Diesmal hängt ein leerer Bügel an der Hintertür. Für das blaue Hemd, das der Mann schnell abstreift, um sofort danach in sein Tänzer-Alter Ego zu schlüpfen. Dessen Sprachrohr sind Bewegung und immer wieder bedeutungsvoll ausgeführte Gesten. Sein Begleiter am Klavier ist Soulier höchstpersönlich. Bedauerlicherweise bleibt aber der Großteil seiner auf Englisch gesprochenen Erläuterungen schwer verständlich. Der innere Bogen der Performance spannt sich entlang von acht Tattoos. An Taverninis Armen, Schultern und Brust sind sie Haut gewordene Erinnerungen. Angefangen beim Namen seiner Tochter.
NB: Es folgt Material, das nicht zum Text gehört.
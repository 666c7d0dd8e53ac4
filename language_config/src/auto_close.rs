//! Auto-closing pairs: auto-close, skip-over and empty pair deletion
//!
//! Offsets are byte offsets into the document text and must sit on a
//! character boundary. Token lookups must reflect the document before the
//! pending keystroke.

use std::collections::BTreeSet;

use log::trace;

use crate::bracket::AutoClosingPairConditional;
use crate::document::check_offset;
use crate::error::LanguageConfigResult;

/// Characters before which auto-closing is allowed when none are configured
pub const DEFAULT_AUTO_CLOSE_BEFORE: &str = ";:.,=}])> \n\t";

/// A token span reported by the tokenizer
#[derive(Debug, Clone, PartialEq, Eq, Hash)]
pub struct LexicalToken {
    /// Start of the token relative to its line
    pub start_index: usize,
    /// Space-separated scope names, e.g. `"source.js string.quoted.double.js"`
    pub token_type: String,
}

impl LexicalToken {
    pub fn new(start_index: usize, token_type: impl Into<String>) -> Self {
        Self {
            start_index,
            token_type: token_type.into(),
        }
    }

    /// Whether any scope contains one of `kinds` as a run of whole segments.
    ///
    /// `string` and `quoted.double` both match `string.quoted.double.js`;
    /// `string` does not match `substring.x`.
    pub fn in_any_scope(&self, kinds: &BTreeSet<String>) -> bool {
        self.token_type
            .split_whitespace()
            .any(|scope| kinds.iter().any(|kind| scope_has_segments(scope, kind)))
    }
}

fn scope_has_segments(scope: &str, kind: &str) -> bool {
    if kind.is_empty() {
        return false;
    }
    scope.match_indices(kind).any(|(start, _)| {
        let end = start + kind.len();
        (start == 0 || scope[..start].ends_with('.'))
            && (end == scope.len() || scope[end..].starts_with('.'))
    })
}

/// Token lookup by document offset
pub trait TokenSource {
    fn token_at(&self, offset: usize) -> Option<LexicalToken>;
}

impl<F> TokenSource for F
where
    F: Fn(usize) -> Option<LexicalToken>,
{
    fn token_at(&self, offset: usize) -> Option<LexicalToken> {
        self(offset)
    }
}

/// Tokens of a single line, as a tokenizer reports them
#[derive(Debug, Clone, Default, PartialEq, Eq)]
pub struct LineTokens {
    line_offset: usize,
    tokens: Vec<LexicalToken>,
}

impl LineTokens {
    /// `tokens` must be ordered by strictly increasing `start_index`
    pub fn new(line_offset: usize, tokens: Vec<LexicalToken>) -> Self {
        Self {
            line_offset,
            tokens,
        }
    }
}

impl TokenSource for LineTokens {
    fn token_at(&self, offset: usize) -> Option<LexicalToken> {
        let column = offset.checked_sub(self.line_offset)?;
        self.tokens
            .iter()
            .take_while(|token| token.start_index <= column)
            .last()
            .cloned()
    }
}

/// What to do with a typed character
#[derive(Debug, Clone, PartialEq, Eq)]
pub enum AutoCloseDecision {
    /// Insert the keystroke as typed
    PassThrough,
    /// Drop the keystroke, the caret moves past the existing text
    Suppress,
    /// Insert the keystroke followed by the close text
    InsertWithClose(String),
}

/// What to do with a backspace
#[derive(Debug, Clone, Copy, PartialEq, Eq)]
pub enum AutoDeleteDecision {
    /// Delete a single character
    PassThrough,
    /// Delete the whole empty pair around the caret
    DeletePair { start: usize, length: usize },
}

/// Auto-closing pair decisions for one language
#[derive(Debug, Clone)]
pub struct AutoClosePairEngine {
    pairs: Vec<AutoClosingPairConditional>,
    auto_close_before: String,
}

impl AutoClosePairEngine {
    pub fn new(pairs: Vec<AutoClosingPairConditional>, auto_close_before: impl Into<String>) -> Self {
        Self {
            pairs,
            auto_close_before: auto_close_before.into(),
        }
    }

    pub fn pairs(&self) -> &[AutoClosingPairConditional] {
        &self.pairs
    }

    pub fn auto_close_before(&self) -> &str {
        &self.auto_close_before
    }

    /// Decides how `typed` is inserted at `offset` in `text`
    pub fn decide(
        &self,
        text: &str,
        offset: usize,
        typed: &str,
        tokens: &dyn TokenSource,
    ) -> LanguageConfigResult<AutoCloseDecision> {
        check_offset(text, offset)?;
        if typed.is_empty() {
            return Ok(AutoCloseDecision::PassThrough);
        }
        let (before, after) = text.split_at(offset);

        if let Some(pair) = self.find_opening_pair(before, typed) {
            let decision = if (typed == pair.open() && after.starts_with(pair.open()))
                || (typed == pair.close() && after.starts_with(pair.close()))
            {
                AutoCloseDecision::Suppress
            } else if self.is_auto_closing_allowed(text, offset, pair, tokens) {
                AutoCloseDecision::InsertWithClose(pair.close().to_string())
            } else {
                AutoCloseDecision::PassThrough
            };
            trace!(target: "language_config::auto_close", "{typed:?} at {offset}: {decision:?}");
            return Ok(decision);
        }

        // Typing over an existing close text, regardless of scope
        if self
            .pairs
            .iter()
            .any(|pair| pair.close() == typed && after.starts_with(typed))
        {
            trace!(target: "language_config::auto_close", "{typed:?} at {offset}: skip over");
            return Ok(AutoCloseDecision::Suppress);
        }

        Ok(AutoCloseDecision::PassThrough)
    }

    /// Decides whether a backspace at `offset` removes an empty pair
    pub fn decide_delete(&self, text: &str, offset: usize) -> LanguageConfigResult<AutoDeleteDecision> {
        check_offset(text, offset)?;
        let (before, after) = text.split_at(offset);
        let decision = self
            .pairs
            .iter()
            .find(|pair| before.ends_with(pair.open()) && after.starts_with(pair.close()))
            .map_or(AutoDeleteDecision::PassThrough, |pair| {
                AutoDeleteDecision::DeletePair {
                    start: offset - pair.open().len(),
                    length: pair.open().len() + pair.close().len(),
                }
            });
        Ok(decision)
    }

    /// First pair whose open text is completed by `typed`.
    ///
    /// A multi-character open text matches when the text before the caret
    /// already holds everything but the typed tail.
    fn find_opening_pair(&self, before: &str, typed: &str) -> Option<&AutoClosingPairConditional> {
        self.pairs.iter().find(|pair| {
            let open = pair.open();
            open == typed
                || (open.len() > typed.len()
                    && open.ends_with(typed)
                    && before.ends_with(&open[..open.len() - typed.len()]))
        })
    }

    fn is_auto_closing_allowed(
        &self,
        text: &str,
        offset: usize,
        pair: &AutoClosingPairConditional,
        tokens: &dyn TokenSource,
    ) -> bool {
        if let Some(next) = text[offset..].chars().next() {
            if !next.is_whitespace() && !self.auto_close_before.contains(next) {
                return false;
            }
        }

        if pair.not_in().is_empty() {
            return true;
        }
        // The token before the caret on the same line; anything else allows
        let Some(previous) = text[..offset].chars().next_back() else {
            return true;
        };
        if previous == '\n' || previous == '\r' {
            return true;
        }
        match tokens.token_at(offset - previous.len_utf8()) {
            Some(token) => !token.in_any_scope(pair.not_in()),
            None => true,
        }
    }
}

#[cfg(test)]
mod tests {
    use super::*;
    use crate::bracket::BracketPair;

    fn pair(open: &str, close: &str) -> AutoClosingPairConditional {
        AutoClosingPairConditional::unconditional(BracketPair::new(open, close).unwrap())
    }

    fn pair_not_in(open: &str, close: &str, not_in: &[&str]) -> AutoClosingPairConditional {
        AutoClosingPairConditional::new(BracketPair::new(open, close).unwrap(), not_in.iter().copied())
    }

    fn no_tokens(_: usize) -> Option<LexicalToken> {
        None
    }

    fn engine() -> AutoClosePairEngine {
        AutoClosePairEngine::new(
            vec![
                pair("(", ")"),
                pair("[", "]"),
                pair_not_in("\"", "\"", &["string"]),
                pair_not_in("/**", " */", &["string"]),
            ],
            DEFAULT_AUTO_CLOSE_BEFORE,
        )
    }

    #[test]
    fn test_insert_with_close() {
        let decision = engine().decide("foo", 3, "(", &no_tokens).unwrap();
        assert_eq!(decision, AutoCloseDecision::InsertWithClose(")".into()));
    }

    #[test]
    fn test_skip_over_close() {
        let decision = engine().decide("foo()", 4, ")", &no_tokens).unwrap();
        assert_eq!(decision, AutoCloseDecision::Suppress);
    }

    #[test]
    fn test_close_without_match_passes_through() {
        let decision = engine().decide("foo(x", 5, ")", &no_tokens).unwrap();
        assert_eq!(decision, AutoCloseDecision::PassThrough);
    }

    #[test]
    fn test_open_before_same_open_is_suppressed() {
        let decision = engine().decide("(", 0, "(", &no_tokens).unwrap();
        assert_eq!(decision, AutoCloseDecision::Suppress);
    }

    #[test]
    fn test_quote_skip_over() {
        let decision = engine().decide("\"abc\"", 4, "\"", &no_tokens).unwrap();
        assert_eq!(decision, AutoCloseDecision::Suppress);
    }

    #[test]
    fn test_adjacent_word_denies_auto_close() {
        let decision = engine().decide("foox", 3, "(", &no_tokens).unwrap();
        assert_eq!(decision, AutoCloseDecision::PassThrough);
    }

    #[test]
    fn test_auto_close_before_listed_char() {
        let decision = engine().decide("foo;", 3, "(", &no_tokens).unwrap();
        assert_eq!(decision, AutoCloseDecision::InsertWithClose(")".into()));
        let decision = engine().decide("foo bar", 3, "(", &no_tokens).unwrap();
        assert_eq!(decision, AutoCloseDecision::InsertWithClose(")".into()));
    }

    #[test]
    fn test_scope_denies_auto_close() {
        let engine = AutoClosePairEngine::new(vec![pair_not_in("(", ")", &["string"])], "");
        let in_string = |offset: usize| {
            assert_eq!(offset, 5);
            Some(LexicalToken::new(0, "source.js string.quoted.double.js"))
        };
        let decision = engine.decide("x = \"a", 6, "(", &in_string).unwrap();
        assert_eq!(decision, AutoCloseDecision::PassThrough);

        let in_code = |_: usize| Some(LexicalToken::new(0, "source.js meta.function"));
        let decision = engine.decide("x = \"a", 6, "(", &in_code).unwrap();
        assert_eq!(decision, AutoCloseDecision::InsertWithClose(")".into()));
    }

    #[test]
    fn test_scope_kind_is_not_a_substring_match() {
        let token = LexicalToken::new(0, "source.js substring.example");
        let kinds: BTreeSet<String> = ["string".to_string()].into();
        assert!(!token.in_any_scope(&kinds));
    }

    #[test]
    fn test_dotted_scope_kind() {
        let token = LexicalToken::new(0, "source.ts comment.line.double-slash.ts");
        let kinds: BTreeSet<String> = ["comment.line".to_string()].into();
        assert!(token.in_any_scope(&kinds));
        let kinds: BTreeSet<String> = ["line.double-slash".to_string()].into();
        assert!(token.in_any_scope(&kinds));
        let kinds: BTreeSet<String> = ["comment.block".to_string()].into();
        assert!(!token.in_any_scope(&kinds));
        let kinds: BTreeSet<String> = ["ment.line".to_string()].into();
        assert!(!token.in_any_scope(&kinds));
    }

    #[test]
    fn test_failed_lookup_allows() {
        let engine = AutoClosePairEngine::new(vec![pair_not_in("(", ")", &["string"])], "");
        let decision = engine.decide("a", 1, "(", &no_tokens).unwrap();
        assert_eq!(decision, AutoCloseDecision::InsertWithClose(")".into()));
        let decision = engine.decide("", 0, "(", &no_tokens).unwrap();
        assert_eq!(decision, AutoCloseDecision::InsertWithClose(")".into()));
    }

    #[test]
    fn test_line_start_skips_token_lookup() {
        let engine = AutoClosePairEngine::new(vec![pair_not_in("(", ")", &["comment"])], "");
        let comment = |_: usize| Some(LexicalToken::new(0, "comment.line"));
        let decision = engine.decide("// x\n", 5, "(", &comment).unwrap();
        assert_eq!(decision, AutoCloseDecision::InsertWithClose(")".into()));
    }

    #[test]
    fn test_multi_char_opener() {
        let decision = engine().decide("/*", 2, "*", &no_tokens).unwrap();
        assert_eq!(decision, AutoCloseDecision::InsertWithClose(" */".into()));
        let decision = engine().decide("x*", 2, "*", &no_tokens).unwrap();
        assert_eq!(decision, AutoCloseDecision::PassThrough);
    }

    #[test]
    fn test_line_tokens_lookup() {
        let tokens = LineTokens::new(
            10,
            vec![
                LexicalToken::new(0, "source"),
                LexicalToken::new(4, "string.quoted"),
                LexicalToken::new(9, "source"),
            ],
        );
        assert_eq!(tokens.token_at(9), None);
        assert_eq!(tokens.token_at(10).unwrap().token_type, "source");
        assert_eq!(tokens.token_at(16).unwrap().token_type, "string.quoted");
        assert_eq!(tokens.token_at(19).unwrap().token_type, "source");
    }

    #[test]
    fn test_offset_contract() {
        assert!(engine().decide("ab", 3, "(", &no_tokens).is_err());
        assert!(engine().decide("é", 1, "(", &no_tokens).is_err());
        assert!(engine().decide_delete("ab", 3).is_err());
    }

    #[test]
    fn test_delete_empty_pair() {
        let decision = engine().decide_delete("foo()", 4).unwrap();
        assert_eq!(decision, AutoDeleteDecision::DeletePair { start: 3, length: 2 });
        let decision = engine().decide_delete("foo(x)", 5).unwrap();
        assert_eq!(decision, AutoDeleteDecision::PassThrough);
        let decision = engine().decide_delete("/** */", 3).unwrap();
        assert_eq!(decision, AutoDeleteDecision::DeletePair { start: 0, length: 6 });
    }
}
Den Lebensknick beschert ihm seine Frau Guernica, als sie ihn samt Tochter verlässt. Schmerz, der sich wie ein roter Faden durch die Aufführung zieht. Auch wenn dazwischen Béjarts forsches Händezwinkern, große ballettöse Préparationen und längst in die Vergangenheit gerutschte Sprungkombinationen aufflackern. Was hängen bleibt, ist der Abgrund, an dem sich Tavernini mit ausgebreiteten Armen am Platz balancierend zu Tschaikowskys „Schwanensee“-Adagio aus dem 3. Akt ins Black Out verabschiedet. Zwischen Wahrheit und Kunst einen Riss zu treiben – hier ist es gelungen.
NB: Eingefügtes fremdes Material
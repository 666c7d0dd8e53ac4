//! Pattern helpers shared by the enter and bracket engines
//!
//! Bracket patterns are generated from escaped literals and run on `regex`.
//! Rule patterns come from configuration files written for a backtracking
//! engine (look-ahead, backreferences) and run on `fancy_regex`.

use std::sync::LazyLock;

use log::warn;
use regex::Regex;

use crate::error::{LanguageConfigError, LanguageConfigResult};

/// Matches a lone character only when that character is not a word character
static NON_BOUNDARY: LazyLock<Regex> =
    LazyLock::new(|| Regex::new(r"\B").expect("Invalid non-boundary regex"));

/// Escape a literal so it matches itself inside a pattern
pub fn escape_literal(literal: &str) -> String {
    regex::escape(literal)
}

/// Compile a generated pattern as authored (no implicit anchors)
pub fn compile(pattern: &str) -> LanguageConfigResult<Regex> {
    Regex::new(pattern).map_err(|source| LanguageConfigError::InvalidPattern {
        pattern: pattern.to_string(),
        source,
    })
}

/// Compile a configured rule pattern with JavaScript-style flags.
///
/// `i`, `m` and `s` are honored; `g`, `u` and `y` have no meaning for a
/// find-anywhere test and are ignored.
pub fn compile_with_flags(pattern: &str, flags: &str) -> LanguageConfigResult<fancy_regex::Regex> {
    fancy_regex::RegexBuilder::new(pattern)
        .case_insensitive(flags.contains('i'))
        .multi_line(flags.contains('m'))
        .dot_matches_new_line(flags.contains('s'))
        .build()
        .map_err(|source| LanguageConfigError::InvalidRulePattern {
            pattern: pattern.to_string(),
            source: Box::new(source),
        })
}

/// Find-anywhere test for a rule pattern.
///
/// A match that aborts at run time (backtrack limit) counts as no match.
pub fn find_in(pattern: &fancy_regex::Regex, text: &str) -> bool {
    match pattern.is_match(text) {
        Ok(found) => found,
        Err(err) => {
            warn!(target: "language_config::regex", "pattern `{}` aborted: {err}", pattern.as_str());
            false
        }
    }
}

/// Whether `ch` counts as a word character for boundary assertions.
///
/// Probes the single character with `\B`: it only matches a lone
/// character when there is no word boundary on either side, i.e. when the
/// character is not a word character.
pub fn is_word_char(ch: char) -> bool {
    let mut probe = [0u8; 4];
    !NON_BOUNDARY.is_match(ch.encode_utf8(&mut probe))
}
Für den schillernden und zugleich provokanten Schlusspunkt hatte Walter Heun die Dänin Mette Ingvartsen eingeladen. Sie brachte ihr andernorts bereits oft gezeigtes Stück „21 pornographies“ mit, in dem sie das Publikum in die infernalischen Welten sexueller Fantasien und Erniedrigungen eines Marquis de Sades schickt. Clou bei der Sache: Noch bevor sie sich ihrer weißen Bluse und schwarzen Hose entledigt, bringt sie die Vorstellungskraft des Publikums wie Scheherazade in „1001 Nacht“ in Gang. Hierhin und dorthin deutet sie ins Auditorium, während sich der Kosmos auffächert, in den sie bald selbst eintaucht. Als faszinierende Performerin und Sexobjekt zugleich, die ihre textlichen Ausführungen oft platt eins zu eins körperlich umsetzt. Blankziehen und Pissen – nun, das kennt man ja schon seit langem. Das Pralinchen am Stuhlbein der Zuschauer*innen zum kollektiven Verzehr in allen Ehren, visuell interessant wird es allerdings erst zum Schluss. Da lässt Ingvartsen das kalte Licht einer Neonröhe ihren schön gebauten Körper verformen. Zuletzt dreht sie sich mit einem Kissenbezug überm Gesicht mit der leuchtenden Trophäe so lange um die eigene Achse, bis ihre Vorführung in einer Sound-Licht-Entladung implodiert. Ein „kleiner Tod“?